=== INPUT MATERIAL ===
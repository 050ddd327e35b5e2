//! Streaming session client for the captioning service
//!
//! Owns one WebSocket connection and one captioning session on it. The
//! client walks an explicit state machine:
//!
//! ```text
//! Disconnected -> Connecting -> Connected -> SessionPending -> SessionActive
//!       ^                                                          |
//!       +------------------- stop / error / remote close ----------+
//! ```
//!
//! After connecting, a sender task drains outbound messages in order and a
//! receiver task parses inbound frames: the `stream_started` ack resolves a
//! oneshot held by the session starter, and everything else is forwarded
//! upward as [`SessionEvent`]s. Closing the connection ends the receiver,
//! which drops the ack sender and fails any pending session start; that is
//! how a concurrent stop unparks a start waiting on an unresponsive
//! service.

use crate::network::connection::{CaptionConnection, ConnectionConfig, WsReader, WsWriter};
use crate::network::error::{NetworkError, NetworkResult};
use crate::network::messages::{CaptionUpdate, ClientMessage, ServerMessage};
use crate::captions::Caption;
use futures_util::{SinkExt, StreamExt};
use tokio::sync::{mpsc, oneshot};
use tokio::task::JoinHandle;
use tokio_tungstenite::tungstenite::Message;
use tracing::{debug, info, warn};

/// Capacity of the outbound message channel
const OUTBOUND_CAPACITY: usize = 100;

/// Client connection lifecycle states
#[derive(Debug, Clone, PartialEq, Eq)]
pub enum ClientState {
    /// No connection
    Disconnected,
    /// TCP/WebSocket connect in progress
    Connecting,
    /// Connected, no session requested yet
    Connected,
    /// `start_stream` sent, awaiting `stream_started`
    SessionPending,
    /// Session acknowledged; audio may flow
    SessionActive,
}

/// Inbound events surfaced to the owner of the client
#[derive(Debug, Clone, PartialEq)]
pub enum SessionEvent {
    /// A new caption arrived
    CaptionResult(Caption),
    /// A partial update for a known caption arrived
    CaptionUpdate(CaptionUpdate),
    /// The service reported an error; informational, the stream continues
    ServiceError {
        /// Error description from the service
        message: String,
    },
    /// The connection dropped without a client-initiated close
    Disconnected,
}

/// Client for one captioning session over one WebSocket connection
pub struct SessionClient {
    state: ClientState,
    session_id: Option<String>,
    outbound_tx: Option<mpsc::Sender<ClientMessage>>,
    session_ack_rx: Option<oneshot::Receiver<String>>,
    sender_task: Option<JoinHandle<()>>,
    receiver_task: Option<JoinHandle<()>>,
}

impl SessionClient {
    /// Create a disconnected client
    pub fn new() -> Self {
        Self {
            state: ClientState::Disconnected,
            session_id: None,
            outbound_tx: None,
            session_ack_rx: None,
            sender_task: None,
            receiver_task: None,
        }
    }

    /// Current lifecycle state
    pub fn state(&self) -> &ClientState {
        &self.state
    }

    /// Session id of the active session, if any
    pub fn session_id(&self) -> Option<&str> {
        self.session_id.as_deref()
    }

    /// Open the WebSocket connection and spawn the send/receive tasks.
    ///
    /// Inbound caption/error/disconnect events are delivered to `event_tx`.
    /// The transport's own connect behavior (including the configured
    /// timeout) applies; no retry layer is added.
    ///
    /// # Errors
    /// `NetworkError::ConnectionFailed` / `NetworkError::Timeout` if the
    /// transport cannot connect, `NetworkError::InvalidConfig` if called
    /// while not disconnected.
    pub async fn connect(
        &mut self,
        config: &ConnectionConfig,
        event_tx: mpsc::Sender<SessionEvent>,
    ) -> NetworkResult<()> {
        if self.state != ClientState::Disconnected {
            return Err(NetworkError::InvalidConfig(format!(
                "Client is not disconnected (state: {:?})",
                self.state
            )));
        }

        self.state = ClientState::Connecting;

        let connection = match CaptionConnection::connect(config).await {
            Ok(connection) => connection,
            Err(e) => {
                self.state = ClientState::Disconnected;
                return Err(e);
            }
        };

        let (writer, reader) = connection.split();
        let (outbound_tx, outbound_rx) = mpsc::channel(OUTBOUND_CAPACITY);
        let (ack_tx, ack_rx) = oneshot::channel();

        self.sender_task = Some(tokio::spawn(sender_task(writer, outbound_rx)));
        self.receiver_task = Some(tokio::spawn(receiver_task(reader, ack_tx, event_tx)));
        self.outbound_tx = Some(outbound_tx);
        self.session_ack_rx = Some(ack_rx);
        self.state = ClientState::Connected;

        Ok(())
    }

    /// Queue the `start_stream` request and hand back the ack receiver.
    ///
    /// The receiver resolves with the server-assigned session id, or fails
    /// if the connection ends first. The caller decides where to await it;
    /// no timeout bounds the wait.
    ///
    /// # Errors
    /// `NetworkError::InvalidConfig` if the client is not in `Connected`.
    pub fn begin_session(
        &mut self,
        source_language: &str,
        target_language: &str,
        simplify: bool,
    ) -> NetworkResult<oneshot::Receiver<String>> {
        if self.state != ClientState::Connected {
            return Err(NetworkError::InvalidConfig(format!(
                "Cannot start session in state {:?}",
                self.state
            )));
        }

        let ack_rx = self
            .session_ack_rx
            .take()
            .ok_or_else(|| NetworkError::InvalidConfig("Session already requested".to_string()))?;

        let request = ClientMessage::start_stream(source_language, target_language, simplify);
        self.queue(request);

        self.state = ClientState::SessionPending;
        info!("Session start requested");

        Ok(ack_rx)
    }

    /// Mark the session acknowledged by the server
    pub fn activate(&mut self, session_id: String) {
        info!(session_id = %session_id, "Session active");
        self.session_id = Some(session_id);
        self.state = ClientState::SessionActive;
    }

    /// Connect, request a session, and wait for the acknowledgement.
    ///
    /// Convenience composition of [`connect`](Self::connect),
    /// [`begin_session`](Self::begin_session) and
    /// [`activate`](Self::activate); resolves with the session id.
    ///
    /// # Errors
    /// `ConnectionFailed`/`Timeout` if the transport cannot connect;
    /// `SessionStartFailed` if the connection ends before a session id
    /// arrives.
    pub async fn start_session(
        &mut self,
        config: &ConnectionConfig,
        source_language: &str,
        target_language: &str,
        simplify: bool,
        event_tx: mpsc::Sender<SessionEvent>,
    ) -> NetworkResult<String> {
        self.connect(config, event_tx).await?;

        let ack_rx = self.begin_session(source_language, target_language, simplify)?;

        match ack_rx.await {
            Ok(session_id) => {
                self.activate(session_id.clone());
                Ok(session_id)
            }
            Err(_) => {
                self.disconnect().await;
                Err(NetworkError::SessionStartFailed(
                    "Connection ended before the session was acknowledged".to_string(),
                ))
            }
        }
    }

    /// Forward one transport-encoded audio chunk for the given session.
    ///
    /// Chunks for a session other than the current one are discarded with a
    /// log line; this guards against late sends after a stop. Delivery is
    /// fire-and-forget: a chunk lost to a dying connection is logged, and
    /// the drop itself is surfaced separately as a `Disconnected` event.
    pub async fn send_chunk(&self, session_id: &str, audio: String) {
        if self.session_id.as_deref() != Some(session_id) {
            warn!(
                chunk_session = %session_id,
                current_session = ?self.session_id,
                "Discarding audio chunk for inactive session"
            );
            return;
        }

        let Some(outbound_tx) = &self.outbound_tx else {
            warn!("Discarding audio chunk: no connection");
            return;
        };

        if outbound_tx
            .send(ClientMessage::audio_chunk(session_id, audio))
            .await
            .is_err()
        {
            warn!("Discarding audio chunk: connection is closing");
        }
    }

    /// Best-effort session stop: notify the service, then close.
    ///
    /// Errors in the stop notification are logged and swallowed; the
    /// connection is closed regardless.
    pub async fn stop_session(&mut self, session_id: &str) {
        if self.session_id.as_deref() == Some(session_id) {
            info!(session_id = %session_id, "Stopping session");
            self.queue(ClientMessage::stop_stream(session_id));
        } else {
            warn!(
                requested = %session_id,
                current = ?self.session_id,
                "Stop requested for a session that is not current"
            );
        }

        self.disconnect().await;
    }

    /// Close the connection and return to `Disconnected`.
    ///
    /// Queued outbound messages (including a pending `stop_stream`) are
    /// drained before the close frame goes out. Ending the receiver fails
    /// any pending session-start wait.
    pub async fn disconnect(&mut self) {
        if self.state == ClientState::Disconnected {
            return;
        }

        debug!("Disconnecting session client");

        // Dropping the last outbound sender lets the sender task drain the
        // queue and close the socket
        self.outbound_tx = None;
        self.session_ack_rx = None;

        if let Some(task) = self.sender_task.take() {
            if let Err(e) = task.await {
                warn!("Sender task failed: {}", e);
            }
        }

        if let Some(task) = self.receiver_task.take() {
            // The close frame is out; the receiver either winds down on the
            // peer's close or is cancelled here
            task.abort();
            let _ = task.await;
        }

        self.session_id = None;
        self.state = ClientState::Disconnected;
        info!("Session client disconnected");
    }

    /// Queue an outbound message, logging if the connection is gone
    fn queue(&self, message: ClientMessage) {
        let Some(outbound_tx) = &self.outbound_tx else {
            warn!("Dropping outbound message: no connection");
            return;
        };

        if outbound_tx.try_send(message).is_err() {
            warn!("Dropping outbound message: channel full or closing");
        }
    }
}

impl Default for SessionClient {
    fn default() -> Self {
        Self::new()
    }
}

/// Sender task: serialize outbound messages in order, then close the socket
/// once the channel is drained and closed.
async fn sender_task(mut writer: WsWriter, mut outbound_rx: mpsc::Receiver<ClientMessage>) {
    debug!("Sender task started");

    let mut sent = 0u64;

    while let Some(message) = outbound_rx.recv().await {
        let json = match serde_json::to_string(&message) {
            Ok(json) => json,
            Err(e) => {
                warn!("Failed to serialize outbound message: {}", e);
                continue;
            }
        };

        if let Err(e) = writer.send(Message::Text(json.into())).await {
            warn!("Failed to send message: {}", e);
            break;
        }

        sent += 1;
    }

    if let Err(e) = writer.close().await {
        debug!("WebSocket writer close: {}", e);
    }

    debug!("Sender task finished after {} messages", sent);
}

/// Receiver task: parse inbound frames, resolve the session ack, forward
/// caption and error events, and report unsolicited disconnects.
async fn receiver_task(
    mut reader: WsReader,
    ack_tx: oneshot::Sender<String>,
    event_tx: mpsc::Sender<SessionEvent>,
) {
    debug!("Receiver task started");

    let mut ack_tx = Some(ack_tx);

    while let Some(frame) = reader.next().await {
        let message = match frame {
            Ok(Message::Text(text)) => match serde_json::from_str::<ServerMessage>(&text) {
                Ok(message) => message,
                Err(e) => {
                    warn!("Ignoring unparseable message: {} ({})", text, e);
                    continue;
                }
            },
            Ok(Message::Close(frame)) => {
                info!("Received close frame: {:?}", frame);
                break;
            }
            Ok(Message::Ping(_)) | Ok(Message::Pong(_)) => continue,
            Ok(other) => {
                warn!("Ignoring unexpected frame: {:?}", other);
                continue;
            }
            Err(e) => {
                warn!("WebSocket read error: {}", e);
                break;
            }
        };

        let event = match message {
            ServerMessage::Connected { message } => {
                debug!("Service greeting: {:?}", message);
                continue;
            }
            ServerMessage::StreamStarted { session_id } => {
                match ack_tx.take() {
                    Some(tx) => {
                        if tx.send(session_id).is_err() {
                            debug!("Session ack arrived after the starter gave up");
                        }
                    }
                    None => warn!("Duplicate stream_started ignored"),
                }
                continue;
            }
            ServerMessage::StreamStopped { status } => {
                debug!("Stream stopped by service: {:?}", status);
                continue;
            }
            ServerMessage::CaptionResult(caption) => SessionEvent::CaptionResult(caption),
            ServerMessage::CaptionUpdate(update) => SessionEvent::CaptionUpdate(update),
            ServerMessage::Error { message } => SessionEvent::ServiceError { message },
        };

        if event_tx.send(event).await.is_err() {
            warn!("Event receiver dropped, stopping receiver task");
            return;
        }
    }

    // Unsolicited end of stream; a client-initiated disconnect cancels this
    // task before it gets here
    let _ = event_tx.send(SessionEvent::Disconnected).await;
    debug!("Receiver task finished");
}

=== TO DO ===
Return only the stretch of the material above from the line holding "use tokio_tungstenite::tungstenite::Message;" through the line holding "audio may flow", copied exactly.

=== ANSWER BOX ===
use tokio_tungstenite::tungstenite::Message;
use tracing::{debug, info, warn};

/// Capacity of the outbound message channel
const OUTBOUND_CAPACITY: usize = 100;

/// Client connection lifecycle states
#[derive(Debug, Clone, PartialEq, Eq)]
pub enum ClientState {
    /// No connection
    Disconnected,
    /// TCP/WebSocket connect in progress
    Connecting,
    /// Connected, no session requested yet
    Connected,
    /// `start_stream` sent, awaiting `stream_started`
    SessionPending,
    /// Session acknowledged; audio may flow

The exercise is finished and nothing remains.